[Material for this exercise Boundary: Start]

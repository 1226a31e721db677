//! Completion Handler (§4.3): translates agent configuration and thread state
//! into a provider-agnostic request, and normalizes provider responses (and,
//! for streaming, provider deltas) back into this crate's types.

mod mock;
mod openai;

pub use mock::{MockLlm, ScriptedTurn};
pub use openai::ChatOpenAI;

use async_trait::async_trait;
use serde_json::Value;
use tokio::sync::mpsc;

use crate::error::AgentError;
use crate::message::Message;
use crate::tool::ToolSpec;

/// Tool choice mode for chat completions: when tools are present, controls whether
/// the model may choose (auto), must not use (none), or must use (required).
#[derive(Clone, Copy, Debug, PartialEq, Eq, Default)]
pub enum ToolChoiceMode {
    #[default]
    Auto,
    None,
    Required,
}

impl std::str::FromStr for ToolChoiceMode {
    type Err = String;

    fn from_str(s: &str) -> Result<Self, Self::Err> {
        match s.to_lowercase().as_str() {
            "auto" => Ok(Self::Auto),
            "none" => Ok(Self::None),
            "required" => Ok(Self::Required),
            _ => Err(format!(
                "unknown tool_choice: {s} (use auto, none, or required)"
            )),
        }
    }
}

/// Reasoning effort, for providers that expose a coarse level rather than a
/// token budget.
#[derive(Clone, Copy, Debug, PartialEq, Eq)]
pub enum ReasoningLevel {
    Low,
    Medium,
    High,
}

/// How the provider should constrain its output shape. Distinct from this
/// crate's own structured-output mechanism (the synthetic output tool, §4.6):
/// this is a provider-level directive that a `ChatOpenAI`-style client can also
/// set on the request when the caller wants both.
#[derive(Clone, Debug)]
pub enum ResponseFormat {
    Text,
    JsonObject,
    JsonSchema { name: String, schema: Value },
}

/// Provider-facing parameters, independent of the thread content.
#[derive(Clone, Debug)]
pub struct CompletionParams {
    pub temperature: Option<f32>,
    pub tool_choice: Option<ToolChoiceMode>,
    pub reasoning: Option<ReasoningLevel>,
    pub response_format: Option<ResponseFormat>,
    pub base_url: Option<String>,
    pub api_key: Option<String>,
    pub extra_headers: Vec<(String, String)>,
    /// When true (the default), a param this provider doesn't support is
    /// silently dropped rather than rejected at request-build time.
    pub drop_params: bool,
}

impl Default for CompletionParams {
    fn default() -> Self {
        Self {
            temperature: None,
            tool_choice: None,
            reasoning: None,
            response_format: None,
            base_url: None,
            api_key: None,
            extra_headers: Vec::new(),
            drop_params: true,
        }
    }
}

/// A complete request to a completion handler: serialized thread, flattened
/// tool schemas (local + MCP + skills + A2A delegation + the synthetic output
/// tool, already merged by the caller), model name, and provider parameters.
#[derive(Clone, Debug)]
pub struct CompletionRequest {
    pub model: String,
    pub messages: Vec<Message>,
    pub tools: Vec<ToolSpec>,
    pub params: CompletionParams,
}

impl CompletionRequest {
    pub fn new(model: impl Into<String>, messages: Vec<Message>) -> Self {
        Self {
            model: model.into(),
            messages,
            tools: Vec::new(),
            params: CompletionParams::default(),
        }
    }

    pub fn with_tools(mut self, tools: Vec<ToolSpec>) -> Self {
        self.tools = tools;
        self
    }

    pub fn with_params(mut self, params: CompletionParams) -> Self {
        self.params = params;
        self
    }
}

/// Token usage for one completion call.
#[derive(Clone, Debug, Default, serde::Serialize, serde::Deserialize)]
pub struct LlmUsage {
    pub prompt_tokens: u32,
    pub completion_tokens: u32,
    pub total_tokens: u32,
}

/// Why a completion call stopped producing tokens. Serializes to the hyphenated
/// form the Vercel AI SDK Data Stream Protocol's `finish` frame expects.
#[derive(Clone, Copy, Debug, PartialEq, Eq, serde::Serialize, serde::Deserialize)]
#[serde(rename_all = "kebab-case")]
pub enum FinishReason {
    Stop,
    ToolCalls,
    Length,
    Error,
}

/// The normalized result of one completion call.
#[derive(Clone, Debug, Default)]
pub struct LlmResponse {
    pub content: String,
    pub reasoning: Option<String>,
    pub tool_calls: Vec<crate::message::ToolCall>,
    pub usage: Option<LlmUsage>,
    /// Why the provider stopped. `None` when the provider didn't report one
    /// (e.g. `MockLlm` turns that don't set it).
    pub finish_reason: Option<FinishReason>,
}

/// One incremental update from a streaming completion: content token,
/// reasoning token, a piece of a tool call's arguments, or terminal usage.
/// `index` identifies which tool call a `tool_call` delta belongs to, matching
/// the provider's own delta index so fragments for the same call can be
/// accumulated in order even when interleaved with other calls.
#[derive(Clone, Debug, Default)]
pub struct StreamDelta {
    pub content: Option<String>,
    pub reasoning: Option<String>,
    pub tool_call: Option<ToolCallDelta>,
    pub usage: Option<LlmUsage>,
    /// Present on the terminal chunk, same as `usage`.
    pub finish_reason: Option<FinishReason>,
    /// The untouched provider chunk, when the client can supply one. Only
    /// consumed by the raw passthrough stream mode (§4.5); other modes read
    /// the normalized fields above instead.
    pub raw: Option<Value>,
}

#[derive(Clone, Debug)]
pub struct ToolCallDelta {
    pub index: u32,
    pub id: Option<String>,
    pub name: Option<String>,
    pub arguments_delta: Option<String>,
}

/// Coalesces a sequence of [`StreamDelta`]s into the same [`LlmResponse`] shape
/// a non-streaming call would have produced. Tool call fragments are keyed by
/// provider delta index and assembled in index order; ties are then broken by
/// name so the final tool-call list is deterministic across runs even when two
/// calls interleave their argument tokens.
#[derive(Default)]
pub struct ChunkAccumulator {
    content: String,
    reasoning: String,
    tool_calls: std::collections::BTreeMap<u32, (String, String, String)>,
    usage: Option<LlmUsage>,
    finish_reason: Option<FinishReason>,
}

impl ChunkAccumulator {
    pub fn new() -> Self {
        Self::default()
    }

    pub fn absorb(&mut self, delta: &StreamDelta) {
        if let Some(ref c) = delta.content {
            self.content.push_str(c);
        }
        if let Some(ref r) = delta.reasoning {
            self.reasoning.push_str(r);
        }
        if let Some(ref tc) = delta.tool_call {
            let entry = self
                .tool_calls
                .entry(tc.index)
                .or_insert_with(|| (String::new(), String::new(), String::new()));
            if let Some(ref id) = tc.id {
                entry.0 = id.clone();
            }
            if let Some(ref name) = tc.name {
                entry.1.push_str(name);
            }
            if let Some(ref args) = tc.arguments_delta {
                entry.2.push_str(args);
            }
        }
        if delta.usage.is_some() {
            self.usage = delta.usage.clone();
        }
        if delta.finish_reason.is_some() {
            self.finish_reason = delta.finish_reason;
        }
    }

    pub fn finish(self) -> LlmResponse {
        let mut tool_calls: Vec<crate::message::ToolCall> = self
            .tool_calls
            .into_values()
            .map(|(id, name, arguments)| crate::message::ToolCall::from_wire(id, name, &arguments))
            .collect();
        tool_calls.sort_by(|a, b| a.name.cmp(&b.name));
        LlmResponse {
            content: self.content,
            reasoning: if self.reasoning.is_empty() {
                None
            } else {
                Some(self.reasoning)
            },
            tool_calls,
            usage: self.usage,
            finish_reason: self.finish_reason,
        }
    }
}

/// A completion handler: turns a [`CompletionRequest`] into an [`LlmResponse`],
/// either all at once or incrementally.
#[async_trait]
pub trait LlmClient: Send + Sync {
    async fn complete(&self, request: &CompletionRequest) -> Result<LlmResponse, AgentError>;

    /// Streaming variant. Sends one [`StreamDelta`] per provider chunk through
    /// `tx`, then returns the same accumulated [`LlmResponse`] a non-streaming
    /// call would have. The default implementation has no true streaming: it
    /// calls `complete` and sends the whole response as a single delta.
    async fn stream(
        &self,
        request: &CompletionRequest,
        tx: mpsc::Sender<StreamDelta>,
    ) -> Result<LlmResponse, AgentError> {
        let response = self.complete(request).await?;
        let _ = tx
            .send(StreamDelta {
                content: Some(response.content.clone()),
                reasoning: response.reasoning.clone(),
                tool_call: None,
                usage: response.usage.clone(),
                finish_reason: response.finish_reason,
                raw: None,
            })
            .await;
        Ok(response)
    }
}

#[cfg(test)]
mod tests {
    use super::*;

    #[test]
    fn tool_choice_mode_from_str_parses_known_values() {
        assert_eq!(
            "auto".parse::<ToolChoiceMode>().unwrap(),
            ToolChoiceMode::Auto
        );
        assert_eq!(
            "required".parse::<ToolChoiceMode>().unwrap(),
            ToolChoiceMode::Required
        );
    }

    #[test]
    fn tool_choice_mode_from_str_rejects_unknown_value() {
        assert!("unexpected".parse::<ToolChoiceMode>().is_err());
    }

    #[test]
    fn accumulator_orders_tool_calls_by_index_then_name() {
        let mut acc = ChunkAccumulator::new();
        acc.absorb(&StreamDelta {
            tool_call: Some(ToolCallDelta {
                index: 1,
                id: Some("c2".into()),
                name: Some("beta".into()),
                arguments_delta: Some("{}".into()),
            }),
            ..Default::default()
        });
        acc.absorb(&StreamDelta {
            tool_call: Some(ToolCallDelta {
                index: 0,
                id: Some("c1".into()),
                name: Some("al".into()),
                arguments_delta: Some("pha".into()),
            }),
            ..Default::default()
        });
        let resp = acc.finish();
        assert_eq!(resp.tool_calls.len(), 2);
        assert_eq!(resp.tool_calls[0].name, "alpha");
        assert_eq!(resp.tool_calls[1].name, "beta");
    }

    #[test]
    fn accumulator_concatenates_content_and_reasoning() {
        let mut acc = ChunkAccumulator::new();
        acc.absorb(&StreamDelta {
            content: Some("Hel".into()),
            reasoning: Some("thinking ".into()),
            ..Default::default()
        });
        acc.absorb(&StreamDelta {
            content: Some("lo".into()),
            reasoning: Some("more".into()),
            ..Default::default()
        });
        let resp = acc.finish();
        assert_eq!(resp.content, "Hello");
        assert_eq!(resp.reasoning.as_deref(), Some("thinking more"));
    }
}
//! Prompt/skills composition: builds the system prompt from purpose, notes,
//! project instructions, skill metadata, and tool descriptions. Pure
//! in-memory string assembly — no file I/O; callers that discover
//! AGENTS.md/skill content from disk hand this module the already-read text.

use crate::tool::RegisteredTool;

/// One skill's metadata, already loaded from wherever it lives on disk.
#[derive(Debug, Clone)]
pub struct SkillMetadata {
    pub name: String,
    pub description: String,
}

/// Everything the prompt composer needs beyond the agent's own
/// purpose/notes: project instructions text and discovered skill metadata.
#[derive(Debug, Clone, Default)]
pub struct PromptContext {
    pub project_instructions: Option<String>,
    pub skills: Vec<SkillMetadata>,
}

/// Builds a system prompt from an agent's purpose/notes, optional project
/// instructions and skill metadata (each wrapped in a delimited tag), and a
/// description of every currently registered tool.
pub fn compose_system_prompt(
    purpose: Option<&str>,
    notes: Option<&str>,
    context: &PromptContext,
    tools: &[RegisteredTool],
) -> String {
    let mut sections = Vec::new();

    if let Some(purpose) = purpose {
        if !purpose.trim().is_empty() {
            sections.push(purpose.trim().to_string());
        }
    }
    if let Some(notes) = notes {
        if !notes.trim().is_empty() {
            sections.push(notes.trim().to_string());
        }
    }

    if let Some(ref instructions) = context.project_instructions {
        if !instructions.trim().is_empty() {
            sections.push(format!(
                "<project_instructions>\n{}\n</project_instructions>",
                instructions.trim()
            ));
        }
    }

    if !context.skills.is_empty() {
        let listed = context
            .skills
            .iter()
            .map(|s| format!("- {}: {}", s.name, s.description))
            .collect::<Vec<_>>()
            .join("\n");
        sections.push(format!(
            "<available_skills>\n{listed}\n</available_skills>"
        ));
    }

    if !tools.is_empty() {
        let mut sorted: Vec<&RegisteredTool> = tools.iter().collect();
        sorted.sort_by(|a, b| a.spec.name.cmp(&b.spec.name));
        let listed = sorted
            .iter()
            .map(|t| format!("- {}: {}", t.spec.name, t.spec.description))
            .collect::<Vec<_>>()
            .join("\n");
        sections.push(format!("Available tools:\n{listed}"));
    }

    sections.join("\n\n")
}

#[cfg(test)]
mod tests {
    use super::*;
    use crate::tool::{ToolAttributes, ToolSourceKind, ToolSpec};

    fn tool(name: &str) -> RegisteredTool {
        RegisteredTool {
            spec: ToolSpec::new(name, format!("does {name}"), serde_json::json!({})),
            attributes: ToolAttributes::new(ToolSourceKind::Local),
        }
    }

    #[test]
    fn composes_purpose_notes_and_tools_in_order() {
        let ctx = PromptContext::default();
        let prompt = compose_system_prompt(Some("You are helpful."), Some("Be terse."), &ctx, &[tool("calculate")]);
        assert!(prompt.starts_with("You are helpful."));
        assert!(prompt.contains("Be terse."));
        assert!(prompt.contains("calculate: does calculate"));
    }

    #[test]
    fn wraps_project_instructions_and_skills_in_delimited_tags() {
        let ctx = PromptContext {
            project_instructions: Some("Always cite sources.".into()),
            skills: vec![SkillMetadata {
                name: "research".into(),
                description: "web search".into(),
            }],
        };
        let prompt = compose_system_prompt(None, None, &ctx, &[]);
        assert!(prompt.contains("<project_instructions>\nAlways cite sources.\n</project_instructions>"));
        assert!(prompt.contains("<available_skills>"));
        assert!(prompt.contains("research: web search"));
    }

    #[test]
    fn empty_inputs_produce_empty_prompt() {
        let ctx = PromptContext::default();
        assert_eq!(compose_system_prompt(None, None, &ctx, &[]), "");
    }
}
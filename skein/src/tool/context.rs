//! Per-call tool context (§3, §9): name/id of the invoking call, a shallow-copied
//! dependency mapping, and an optional composed progress callback.

use std::collections::BTreeMap;
use std::future::Future;
use std::pin::Pin;
use std::sync::Arc;

use serde_json::Value;

/// A progress callback: `(progress, total, message)`, fire-and-forget.
pub type ProgressCallback = Arc<
    dyn Fn(f64, Option<f64>, Option<String>) -> Pin<Box<dyn Future<Output = ()> + Send>>
        + Send
        + Sync,
>;

/// Context handed to a tool implementation alongside its arguments.
///
/// `deps` is a shallow copy of the caller-supplied dependency mapping taken at
/// dispatch time: cheap to clone per call, and isolates mutations a tool makes
/// to its own view from other concurrent calls in the same batch. It is not a
/// deep copy — values such as a shared database handle are expected to be
/// `Arc`-wrapped by the caller, not duplicated.
#[derive(Clone)]
pub struct ToolContext {
    pub tool_name: String,
    pub tool_call_id: String,
    pub deps: BTreeMap<String, Value>,
    pub progress: Option<ProgressCallback>,
}

impl ToolContext {
    pub fn new(
        tool_name: impl Into<String>,
        tool_call_id: impl Into<String>,
        deps: BTreeMap<String, Value>,
    ) -> Self {
        Self {
            tool_name: tool_name.into(),
            tool_call_id: tool_call_id.into(),
            deps,
            progress: None,
        }
    }

    pub fn with_progress(mut self, progress: ProgressCallback) -> Self {
        self.progress = Some(progress);
        self
    }

    /// Reports progress through the configured callback, if any. Best-effort:
    /// a tool that calls this with no callback configured is a no-op.
    pub async fn report_progress(
        &self,
        progress: f64,
        total: Option<f64>,
        message: Option<String>,
    ) {
        if let Some(cb) = &self.progress {
            (cb)(progress, total, message).await;
        }
    }
}

/// Composes a streaming-mode progress callback with a caller-supplied one so both
/// observe progress from a single tool call. Each side's failure is swallowed
/// independently so one broken observer never blocks the other.
pub fn compose_progress(
    stream_callback: Option<ProgressCallback>,
    user_callback: Option<ProgressCallback>,
) -> Option<ProgressCallback> {
    match (stream_callback, user_callback) {
        (Some(a), Some(b)) => {
            let composite: ProgressCallback = Arc::new(move |progress, total, message| {
                let a = a.clone();
                let b = b.clone();
                let message2 = message.clone();
                Box::pin(async move {
                    (a)(progress, total, message).await;
                    (b)(progress, total, message2).await;
                })
            });
            Some(composite)
        }
        (Some(a), None) => Some(a),
        (None, Some(b)) => Some(b),
        (None, None) => None,
    }
}

#[cfg(test)]
mod tests {
    use super::*;
    use std::sync::atomic::{AtomicUsize, Ordering};

    #[tokio::test]
    async fn composed_callback_invokes_both_sides() {
        let a_calls = Arc::new(AtomicUsize::new(0));
        let b_calls = Arc::new(AtomicUsize::new(0));
        let a_calls2 = a_calls.clone();
        let b_calls2 = b_calls.clone();

        let a: ProgressCallback = Arc::new(move |_, _, _| {
            let c = a_calls2.clone();
            Box::pin(async move {
                c.fetch_add(1, Ordering::SeqCst);
            })
        });
        let b: ProgressCallback = Arc::new(move |_, _, _| {
            let c = b_calls2.clone();
            Box::pin(async move {
                c.fetch_add(1, Ordering::SeqCst);
            })
        });

        let composed = compose_progress(Some(a), Some(b)).unwrap();
        (composed)(0.5, Some(1.0), None).await;

        assert_eq!(a_calls.load(Ordering::SeqCst), 1);
        assert_eq!(b_calls.load(Ordering::SeqCst), 1);
    }

    #[test]
    fn compose_with_only_one_side_returns_it_unwrapped() {
        assert!(compose_progress(None, None).is_none());
    }

    #[test]
    fn deps_are_isolated_per_clone() {
        let mut deps = BTreeMap::new();
        deps.insert("db".to_string(), Value::String("handle".to_string()));
        let ctx = ToolContext::new("t", "c1", deps);
        let mut ctx2 = ctx.clone();
        ctx2.deps.insert("extra".to_string(), Value::Bool(true));
        assert!(!ctx.deps.contains_key("extra"));
    }
}
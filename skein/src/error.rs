//! Error kinds raised by the agent loop and its components.
//!
//! Most failures never reach here: tool failures and validation failures are
//! contained as messages in the thread (§7 error handling). Only construction-time
//! configuration errors and structured-output retry exhaustion escape to the caller.

use thiserror::Error;

/// Errors surfaced by agent construction, MCP connect, and loop orchestration.
#[derive(Debug, Error)]
pub enum AgentError {
    /// Bad tool timeout, unknown tool name in an include list, invalid MCP transport,
    /// or schema rejection. Raised at construction or `connect_mcp`; never reached mid-run.
    #[error("configuration error: {0}")]
    Configuration(String),

    /// Provider error from the completion handler. Contained as an `execution_error`
    /// event and an assistant error message; not retried by the core.
    #[error("completion error: {0}")]
    Completion(String),

    /// Exception from a tool impl, a timeout, or an unknown tool name. Normally
    /// contained as a tool-error result; this variant exists for paths that choose
    /// to propagate rather than contain (e.g. `step_errors_raise`).
    #[error("tool error: {0}")]
    Tool(#[from] crate::tool::ToolError),

    /// Structured-output validation failed after exhausting `retry_config.max_retries`.
    #[error("structured output validation failed after {retries} retries: {errors:?}")]
    StructuredOutputExhausted {
        retries: u32,
        errors: Vec<String>,
        last_response: String,
    },

    /// Any exception not classified above during loop orchestration.
    #[error("fatal error: {0}")]
    Fatal(String),
}

impl AgentError {
    pub fn configuration(msg: impl Into<String>) -> Self {
        Self::Configuration(msg.into())
    }

    pub fn fatal(msg: impl Into<String>) -> Self {
        Self::Fatal(msg.into())
    }
}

[Material for this exercise Boundary: End]

# Exercise brief
What lines in the data above carry "await"? Return them all.

# Answer to the problem
        let response = self.complete(request).await?;
            .await;
            (cb)(progress, total, message).await;
                    (a)(progress, total, message).await;
                    (b)(progress, total, message2).await;
        (composed)(0.5, Some(1.0), None).await;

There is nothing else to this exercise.